==== EXTRACTED DATA ====
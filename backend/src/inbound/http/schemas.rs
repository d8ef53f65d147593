//! OpenAPI schema definitions for domain types.
//!
//! Domain types stay free of utoipa; these wrappers mirror their JSON shape
//! so the generated document can reference them by name.

use utoipa::ToSchema;

/// Stable machine-readable error codes returned in API error responses.
#[derive(ToSchema)]
#[schema(as = ErrorCode)]
pub enum ErrorCodeSchema {
    /// The request is malformed or fails validation.
    #[schema(rename = "invalid_request")]
    InvalidRequest,
    /// Authentication failed or is missing.
    #[schema(rename = "unauthorized")]
    Unauthorized,
    /// The target is the platform's own account.
    #[schema(rename = "forbidden")]
    Forbidden,
    /// The requested user does not exist.
    #[schema(rename = "not_found")]
    NotFound,
    /// The platform admin API could not be reached.
    #[schema(rename = "service_unavailable")]
    ServiceUnavailable,
    /// An unexpected error occurred on the server.
    #[schema(rename = "internal_error")]
    InternalError,
}

/// API error response payload.
#[derive(ToSchema)]
#[schema(as = Error)]
#[expect(dead_code, reason = "Used only for OpenAPI schema generation via utoipa")]
pub struct ErrorSchema {
    #[schema(example = "not_found")]
    code: ErrorCodeSchema,
    #[schema(example = "user 01FD58YK5W7QRV5H3D64KTQYX3 not found")]
    message: String,
    /// Correlation identifier, also sent as the `trace-id` header.
    #[schema(rename = "traceId", example = "3fa85f64-5717-4562-b3fc-2c963f66afa6")]
    trace_id: Option<String>,
    details: Option<serde_json::Value>,
}

/// Operator identity shown in the panel chrome.
#[derive(ToSchema)]
#[schema(as = AuthorisedUser)]
#[expect(dead_code, reason = "Used only for OpenAPI schema generation via utoipa")]
pub struct AuthorisedUserSchema {
    #[schema(example = "Moderator")]
    name: String,
    #[schema(example = "mod@stoat.chat")]
    email: String,
    #[schema(example = "https://api.stoat.chat/users/0/default_avatar")]
    image: String,
    /// False when authentication is disabled for this deployment.
    #[schema(rename = "usingSessionAuth")]
    using_session_auth: bool,
}

/// Relationship counts reported instead of the full relationship list.
#[derive(ToSchema)]
#[schema(as = FriendSummary)]
#[expect(dead_code, reason = "Used only for OpenAPI schema generation via utoipa")]
pub struct FriendSummarySchema {
    #[schema(example = 12)]
    friends: u64,
}

/// Platform user with relationships collapsed to counts.
///
/// Fields the platform reports beyond these are passed through unchanged.
#[derive(ToSchema)]
#[schema(as = UserLookupResponse)]
#[expect(dead_code, reason = "Used only for OpenAPI schema generation via utoipa")]
pub struct UserLookupResponseSchema {
    #[schema(rename = "_id", example = "01FD58YK5W7QRV5H3D64KTQYX3")]
    id: String,
    #[schema(example = "alice")]
    username: String,
    #[schema(example = "0001")]
    discriminator: Option<String>,
    display_name: Option<String>,
    relations: FriendSummarySchema,
    flags: Option<u32>,
    privileged: bool,
    /// Whether this is the platform's own account.
    restricted: bool,
}
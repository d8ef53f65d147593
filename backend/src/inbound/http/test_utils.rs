//! Test helpers for inbound HTTP components.

use actix_session::{SessionMiddleware, storage::CookieSessionStore};
use actix_web::cookie::{Cookie, Key};
use actix_web::dev::ServiceResponse;

use super::session_config::SESSION_COOKIE_NAME;

/// Build a session middleware configured for tests.
///
/// Generates a fresh key per invocation and disables the `Secure` flag for
/// local HTTP tests.
pub fn test_session_middleware() -> SessionMiddleware<CookieSessionStore> {
    SessionMiddleware::builder(CookieSessionStore::default(), Key::generate())
        .cookie_name(SESSION_COOKIE_NAME.to_owned())
        .cookie_secure(false)
        .build()
}

/// Extract the session cookie set on `response`.
pub fn session_cookie<B>(response: &ServiceResponse<B>) -> Cookie<'static> {
    response
        .response()
        .cookies()
        .find(|cookie| cookie.name() == SESSION_COOKIE_NAME)
        .map(Cookie::into_owned)
        .expect("session cookie set")
}
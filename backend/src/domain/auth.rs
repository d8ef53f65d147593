//! Operator authentication primitives and the authorised-user view model.
//!
//! Keep inbound payload parsing outside the domain by exposing constructors
//! that validate string inputs before a handler talks to a port. The
//! authorised user is recomputed on every request from the configured
//! [`AuthMode`] and whatever profile the session currently holds.

use std::fmt;

use serde::{Deserialize, Serialize};
use zeroize::Zeroizing;

/// Display name used when authentication is disabled.
pub const INSTANCE_OWNER_NAME: &str = "Instance Owner";
/// Email used when authentication is disabled.
pub const INSTANCE_OWNER_EMAIL: &str = "owner@example.com";
/// Placeholder name while a session has no resolved operator.
pub const PENDING_USER_NAME: &str = "Fetching user...";
/// Placeholder email while a session has no resolved operator.
pub const PENDING_USER_EMAIL: &str = "first.last@example.com";

/// Domain error returned when login payload values are invalid.
#[derive(Debug, Clone, PartialEq, Eq)]
pub enum LoginValidationError {
    /// Email was missing or blank once trimmed.
    EmptyEmail,
    /// Password was blank.
    EmptyPassword,
}

impl fmt::Display for LoginValidationError {
    fn fmt(&self, f: &mut fmt::Formatter<'_>) -> fmt::Result {
        match self {
            Self::EmptyEmail => write!(f, "email must not be empty"),
            Self::EmptyPassword => write!(f, "password must not be empty"),
        }
    }
}

impl std::error::Error for LoginValidationError {}

/// Validated operator credentials.
///
/// ## Invariants
/// - `email` is trimmed, lower-cased and must not be empty.
/// - `password` must be non-empty but keeps caller-provided whitespace.
///
/// # Examples
/// ```
/// use admin_panel::domain::LoginCredentials;
///
/// let creds = LoginCredentials::try_from_parts(" Mod@Stoat.chat ", "hunter2").unwrap();
/// assert_eq!(creds.email(), "mod@stoat.chat");
/// ```
#[derive(Debug, Clone, PartialEq, Eq)]
pub struct LoginCredentials {
    email: String,
    password: Zeroizing<String>,
}

impl LoginCredentials {
    /// Construct credentials from raw email/password inputs.
    pub fn try_from_parts(email: &str, password: &str) -> Result<Self, LoginValidationError> {
        let normalized = email.trim();
        if normalized.is_empty() {
            return Err(LoginValidationError::EmptyEmail);
        }

        if password.is_empty() {
            return Err(LoginValidationError::EmptyPassword);
        }

        Ok(Self {
            email: normalized.to_lowercase(),
            password: Zeroizing::new(password.to_owned()),
        })
    }

    pub fn email(&self) -> &str {
        self.email.as_str()
    }

    pub fn password(&self) -> &str {
        self.password.as_str()
    }
}

/// Validation errors for [`OperatorProfile::new`].
#[derive(Debug, Clone, PartialEq, Eq, thiserror::Error)]
pub enum OperatorProfileValidationError {
    #[error("operator email must not be empty")]
    EmptyEmail,
}

/// Operator details persisted in the session after login.
///
/// Every field is optional because the profile is read back from a cookie
/// that older deployments may have written with fewer fields.
#[derive(Debug, Clone, Default, PartialEq, Eq, Serialize, Deserialize)]
pub struct OperatorProfile {
    #[serde(default, skip_serializing_if = "Option::is_none")]
    pub name: Option<String>,
    #[serde(default, skip_serializing_if = "Option::is_none")]
    pub email: Option<String>,
    #[serde(default, skip_serializing_if = "Option::is_none")]
    pub image: Option<String>,
}

impl OperatorProfile {
    /// Profile for a known operator email.
    pub fn new(email: impl Into<String>) -> Result<Self, OperatorProfileValidationError> {
        let email = email.into();
        let trimmed = email.trim();
        if trimmed.is_empty() {
            return Err(OperatorProfileValidationError::EmptyEmail);
        }
        Ok(Self {
            name: None,
            email: Some(trimmed.to_lowercase()),
            image: None,
        })
    }

    #[must_use]
    pub fn with_name(mut self, name: impl Into<String>) -> Self {
        self.name = Some(name.into());
        self
    }

    #[must_use]
    pub fn with_image(mut self, image: impl Into<String>) -> Self {
        self.image = Some(image.into());
        self
    }

    fn email(&self) -> Option<&str> {
        self.email.as_deref().filter(|email| !email.trim().is_empty())
    }
}

/// How operators are authenticated.
#[derive(Debug, Clone, Copy, PartialEq, Eq)]
pub enum AuthMode {
    /// No login; every request acts as the instance owner.
    NoAuth,
    /// Operators log in and are tracked through the session cookie.
    Session,
}

impl AuthMode {
    /// Interpret the configured auth type.
    ///
    /// Only the exact value `none` disables authentication; anything else,
    /// including an unset value, keeps sessions on.
    pub fn from_setting(auth_type: Option<&str>) -> Self {
        match auth_type {
            Some("none") => Self::NoAuth,
            _ => Self::Session,
        }
    }
}

/// Operator identity shown in the panel chrome.
#[derive(Debug, Clone, PartialEq, Eq, Serialize, Deserialize)]
#[serde(rename_all = "camelCase")]
pub struct AuthorisedUser {
    pub name: String,
    pub email: String,
    pub image: String,
    pub using_session_auth: bool,
}

impl AuthorisedUser {
    /// Whether this value stands for a real operator rather than the
    /// pending-session placeholder.
    pub fn is_resolved(&self) -> bool {
        !(self.using_session_auth && self.name == PENDING_USER_NAME && self.email == PENDING_USER_EMAIL)
    }
}

/// Default avatar URL served by the platform API.
///
/// The email is accepted for parity with per-user avatars but currently
/// ignored: the platform serves one generic default.
pub fn default_avatar_url(api_url: Option<&str>, _email: &str) -> String {
    let api_url = api_url.unwrap_or_default();
    format!("{api_url}/users/0/default_avatar")
}

/// Resolve the authorised user for the current request.
///
/// Returns `None` only when `allow_null` is set, sessions are enabled and the
/// session holds no operator email. Without `allow_null` a placeholder is
/// returned instead so page chrome can still render.
///
/// # Examples
/// ```
/// use admin_panel::domain::{AuthMode, authorised_user};
///
/// let owner = authorised_user(AuthMode::NoAuth, None, Some("https://api.stoat.chat"), false)
///     .unwrap();
/// assert_eq!(owner.name, "Instance Owner");
/// assert_eq!(owner.image, "https://api.stoat.chat/users/0/default_avatar");
/// ```
pub fn authorised_user(
    mode: AuthMode,
    session: Option<&OperatorProfile>,
    api_url: Option<&str>,
    allow_null: bool,
) -> Option<AuthorisedUser> {
    match mode {
        AuthMode::NoAuth => Some(AuthorisedUser {
            name: INSTANCE_OWNER_NAME.to_owned(),
            email: INSTANCE_OWNER_EMAIL.to_owned(),
            image: default_avatar_url(api_url, ""),
            using_session_auth: false,
        }),
        AuthMode::Session => {
            let Some((profile, email)) =
                session.and_then(|profile| profile.email().map(|email| (profile, email)))
            else {
                if allow_null {
                    return None;
                }
                return Some(AuthorisedUser {
                    name: PENDING_USER_NAME.to_owned(),
                    email: PENDING_USER_EMAIL.to_owned(),
                    image: default_avatar_url(api_url, ""),
                    using_session_auth: true,
                });
            };

            Some(AuthorisedUser {
                name: profile.name.clone().unwrap_or_else(|| email.to_owned()),
                email: email.to_owned(),
                image: profile
                    .image
                    .clone()
                    .unwrap_or_else(|| default_avatar_url(api_url, email)),
                using_session_auth: true,
            })
        }
    }
}
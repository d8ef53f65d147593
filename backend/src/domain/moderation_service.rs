//! User moderation domain service.
//!
//! Implements the driving ports for user lookup and suspension on top of the
//! platform's driven ports. Both operations are single pass-through calls:
//! no retries, no compensation and no idempotency tracking.

use std::sync::Arc;

use async_trait::async_trait;
use tracing::{info, warn};

use crate::domain::ports::{
    PlatformApiError, PlatformProcedures, PlatformUserRepository, UserLookupQuery,
    UserSuspensionCommand,
};
use crate::domain::{Error, PlatformUser, PlatformUserId, SuspensionRequest};

/// Moderation service bridging inbound handlers and the platform.
#[derive(Clone)]
pub struct UserModerationService<R, P> {
    users: Arc<R>,
    procedures: Arc<P>,
}

impl<R, P> UserModerationService<R, P> {
    /// Create a new service over the given platform adapters.
    pub fn new(users: Arc<R>, procedures: Arc<P>) -> Self {
        Self { users, procedures }
    }
}

fn map_platform_error(error: PlatformApiError) -> Error {
    match error {
        PlatformApiError::Connection { message } => {
            Error::service_unavailable(format!("platform unavailable: {message}"))
        }
        PlatformApiError::Rejected { status, message } => {
            Error::internal(format!("platform rejected request ({status}): {message}"))
        }
        PlatformApiError::Decode { message } => {
            Error::internal(format!("platform response unreadable: {message}"))
        }
    }
}

#[async_trait]
impl<R, P> UserLookupQuery for UserModerationService<R, P>
where
    R: PlatformUserRepository,
    P: PlatformProcedures,
{
    async fn fetch_user_by_id(&self, id: &PlatformUserId) -> Result<Option<PlatformUser>, Error> {
        self.users.find_by_id(id).await.map_err(|error| {
            warn!(user_id = %id, transport = error.is_transport(), %error, "user lookup failed");
            map_platform_error(error)
        })
    }
}

#[async_trait]
impl<R, P> UserSuspensionCommand for UserModerationService<R, P>
where
    R: PlatformUserRepository,
    P: PlatformProcedures,
{
    async fn suspend_user(&self, request: SuspensionRequest) -> Result<(), Error> {
        let SuspensionRequest {
            user_id,
            duration,
            reasons,
        } = request;

        let user = self
            .procedures
            .fetch_user(&user_id)
            .await
            .map_err(map_platform_error)?
            .ok_or_else(|| Error::not_found(format!("user {user_id} not found")))?;

        let reason = reasons.joined();
        self.procedures
            .suspend_user(&user, duration, &reason)
            .await
            .map_err(|error| {
                warn!(
                    user_id = %user_id,
                    transport = error.is_transport(),
                    %error,
                    "suspension procedure failed"
                );
                map_platform_error(error)
            })?;

        info!(user_id = %user_id, %duration, reasons = reasons.as_slice().len(), "user suspended");
        Ok(())
    }
}

#[cfg(test)]
#[path = "moderation_service_tests.rs"]
mod tests;
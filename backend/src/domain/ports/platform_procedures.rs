//! Driven port for platform procedures.
//!
//! Procedures are the platform's own moderation operations. The panel
//! fetches a user handle and passes it back unchanged; it never interprets
//! the suspension itself.

use async_trait::async_trait;
use tracing::info;

use crate::domain::{PlatformUser, PlatformUserId, SuspensionDuration};

use super::{PlatformApiError, fixture_platform_user};

/// Moderation procedures exposed by the platform.
#[cfg_attr(test, mockall::automock)]
#[async_trait]
pub trait PlatformProcedures: Send + Sync {
    /// Fetch the user handle that other procedures expect.
    async fn fetch_user(&self, id: &PlatformUserId)
    -> Result<Option<PlatformUser>, PlatformApiError>;

    /// Suspend `user` for `duration`. `reason` is the `|`-joined reason list.
    async fn suspend_user(
        &self,
        user: &PlatformUser,
        duration: SuspensionDuration,
        reason: &str,
    ) -> Result<(), PlatformApiError>;
}

/// Fixture procedures backed by [`fixture_platform_user`].
///
/// Suspensions are accepted and logged but not stored anywhere.
#[derive(Debug, Default, Clone, Copy)]
pub struct FixturePlatformProcedures;

#[async_trait]
impl PlatformProcedures for FixturePlatformProcedures {
    async fn fetch_user(
        &self,
        id: &PlatformUserId,
    ) -> Result<Option<PlatformUser>, PlatformApiError> {
        Ok(fixture_platform_user(id))
    }

    async fn suspend_user(
        &self,
        user: &PlatformUser,
        duration: SuspensionDuration,
        reason: &str,
    ) -> Result<(), PlatformApiError> {
        info!(user_id = %user.id(), %duration, reason, "fixture suspension accepted");
        Ok(())
    }
}
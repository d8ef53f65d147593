//! Session helpers to keep HTTP handlers free of framework-specific logic.
//!
//! Wraps the Actix cookie session so handlers only persist, read or clear
//! the logged-in operator's profile.

use actix_session::Session;
use actix_web::{FromRequest, HttpRequest, dev::Payload};
use futures_util::future::LocalBoxFuture;
use tracing::warn;

use crate::domain::{Error, OperatorProfile};

pub(crate) const OPERATOR_KEY: &str = "operator";

/// Newtype wrapper that exposes higher-level session operations.
#[derive(Clone)]
pub struct SessionContext(Session);

impl SessionContext {
    /// Construct a new wrapper from the underlying Actix session.
    pub fn new(session: Session) -> Self {
        Self(session)
    }

    /// Store the operator profile and rotate the session id.
    pub fn persist_operator(&self, profile: &OperatorProfile) -> Result<(), Error> {
        self.0.renew();
        self.0
            .insert(OPERATOR_KEY, profile)
            .map_err(|error| Error::internal(format!("failed to persist session: {error}")))
    }

    /// The operator profile held by the session, if any.
    ///
    /// A cookie that no longer decodes is treated as logged out.
    pub fn operator(&self) -> Option<OperatorProfile> {
        match self.0.get::<OperatorProfile>(OPERATOR_KEY) {
            Ok(profile) => profile,
            Err(error) => {
                warn!(%error, "discarding unreadable operator session");
                None
            }
        }
    }

    /// Drop every session value.
    pub fn clear(&self) {
        self.0.purge();
    }
}

impl FromRequest for SessionContext {
    type Error = actix_web::Error;
    type Future = LocalBoxFuture<'static, Result<Self, Self::Error>>;

    fn from_request(req: &HttpRequest, payload: &mut Payload) -> Self::Future {
        let fut = Session::from_request(req, payload);
        Box::pin(async move { fut.await.map(SessionContext::new) })
    }
}
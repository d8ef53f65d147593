//! Domain errors rendered as HTTP responses.
//!
//! Every failure leaves the panel as the JSON error payload with a status
//! derived from its code and, when known, a `trace-id` header. Internal
//! failures are replaced by a generic message so platform details never
//! reach an operator's browser; the original is logged against the same
//! trace id.

use std::borrow::Cow;

use actix_web::{HttpResponse, ResponseError, http::StatusCode};
use tracing::{debug, error};

use crate::domain::{Error, ErrorCode, TRACE_ID_HEADER};

/// Result alias for HTTP handlers.
pub type ApiResult<T> = Result<T, Error>;

const REDACTED_MESSAGE: &str = "Internal server error";

const fn http_status(code: ErrorCode) -> StatusCode {
    match code {
        ErrorCode::InvalidRequest => StatusCode::BAD_REQUEST,
        ErrorCode::Unauthorized => StatusCode::UNAUTHORIZED,
        ErrorCode::Forbidden => StatusCode::FORBIDDEN,
        ErrorCode::NotFound => StatusCode::NOT_FOUND,
        ErrorCode::ServiceUnavailable => StatusCode::SERVICE_UNAVAILABLE,
        ErrorCode::InternalError => StatusCode::INTERNAL_SERVER_ERROR,
    }
}

/// The payload an operator is allowed to see.
fn public_view(error: &Error) -> Cow<'_, Error> {
    if error.code() != ErrorCode::InternalError {
        return Cow::Borrowed(error);
    }
    error!(
        trace_id = error.trace_id(),
        detail = error.message(),
        "internal error redacted"
    );
    let redacted = Error::internal(REDACTED_MESSAGE);
    Cow::Owned(match error.trace_id() {
        Some(id) => redacted.with_trace_id(id),
        None => redacted,
    })
}

impl ResponseError for Error {
    fn status_code(&self) -> StatusCode {
        http_status(self.code())
    }

    fn error_response(&self) -> HttpResponse {
        let status = self.status_code();
        if status.is_client_error() {
            debug!(code = ?self.code(), trace_id = self.trace_id(), "request rejected");
        }

        let mut response = HttpResponse::build(status);
        if let Some(id) = self.trace_id() {
            response.insert_header((TRACE_ID_HEADER, id));
        }
        response.json(public_view(self).as_ref())
    }
}
//! Tracing middleware attaching a request-scoped trace identifier.
//!
//! A valid UUID in the inbound `trace-id` header is reused so the panel's
//! logs line up with whatever proxy assigned it; otherwise a fresh one is
//! generated. The identifier is held in task-local storage (see
//! [`TraceId`]) and echoed on every response.

use std::task::{Context, Poll};

use actix_web::Error;
use actix_web::dev::{Service, ServiceRequest, ServiceResponse, Transform};
use actix_web::http::header::{HeaderName, HeaderValue};
use futures_util::future::{LocalBoxFuture, Ready, ready};
use tracing::{Instrument, error, info_span};

use crate::domain::{TRACE_ID_HEADER, TraceId};

/// Tracing middleware attaching a request-scoped UUID and adding a
/// `trace-id` header to every response.
///
/// # Examples
/// ```
/// use actix_web::App;
/// use admin_panel::Trace;
///
/// let app = App::new().wrap(Trace);
/// ```
#[derive(Clone)]
pub struct Trace;

impl<S, B> Transform<S, ServiceRequest> for Trace
where
    S: Service<ServiceRequest, Response = ServiceResponse<B>, Error = Error> + 'static,
    S::Future: 'static,
    B: 'static,
{
    type Response = ServiceResponse<B>;
    type Error = Error;
    type InitError = ();
    type Transform = TraceMiddleware<S>;
    type Future = Ready<Result<Self::Transform, Self::InitError>>;

    fn new_transform(&self, service: S) -> Self::Future {
        ready(Ok(TraceMiddleware { service }))
    }
}

/// Service wrapper produced by [`Trace`].
pub struct TraceMiddleware<S> {
    service: S,
}

impl<S, B> Service<ServiceRequest> for TraceMiddleware<S>
where
    S: Service<ServiceRequest, Response = ServiceResponse<B>, Error = Error> + 'static,
    S::Future: 'static,
    B: 'static,
{
    type Response = ServiceResponse<B>;
    type Error = Error;
    type Future = LocalBoxFuture<'static, Result<Self::Response, Self::Error>>;

    fn poll_ready(&self, cx: &mut Context<'_>) -> Poll<Result<(), Self::Error>> {
        self.service.poll_ready(cx)
    }

    fn call(&self, req: ServiceRequest) -> Self::Future {
        let inbound = req
            .headers()
            .get(TRACE_ID_HEADER)
            .and_then(|value| value.to_str().ok());
        let trace_id = TraceId::from_header_or_generate(inbound);
        let span = info_span!(
            "request",
            %trace_id,
            method = %req.method(),
            path = %req.path()
        );
        let header_value = trace_id.to_string();
        let fut = TraceId::scope(trace_id, self.service.call(req));

        Box::pin(
            async move {
                let mut res = fut.await?;
                match HeaderValue::from_str(&header_value) {
                    Ok(value) => {
                        res.response_mut()
                            .headers_mut()
                            .insert(HeaderName::from_static(TRACE_ID_HEADER), value);
                    }
                    Err(error) => {
                        error!(%error, "failed to encode trace identifier header");
                    }
                }
                Ok(res)
            }
            .instrument(span),
        )
    }
}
====
→ WHAT NEEDS TO BE DONE:
The reply should hold only the lines from the top of the records through the line that has "their JSON shape", each one exact.

→ WRITTEN ANSWER:
filename backend/src/inbound/http/schemas.rs
repository d8ef53f65d147593
//! OpenAPI schema definitions for domain types.
//!
//! Domain types stay free of utoipa; these wrappers mirror their JSON shape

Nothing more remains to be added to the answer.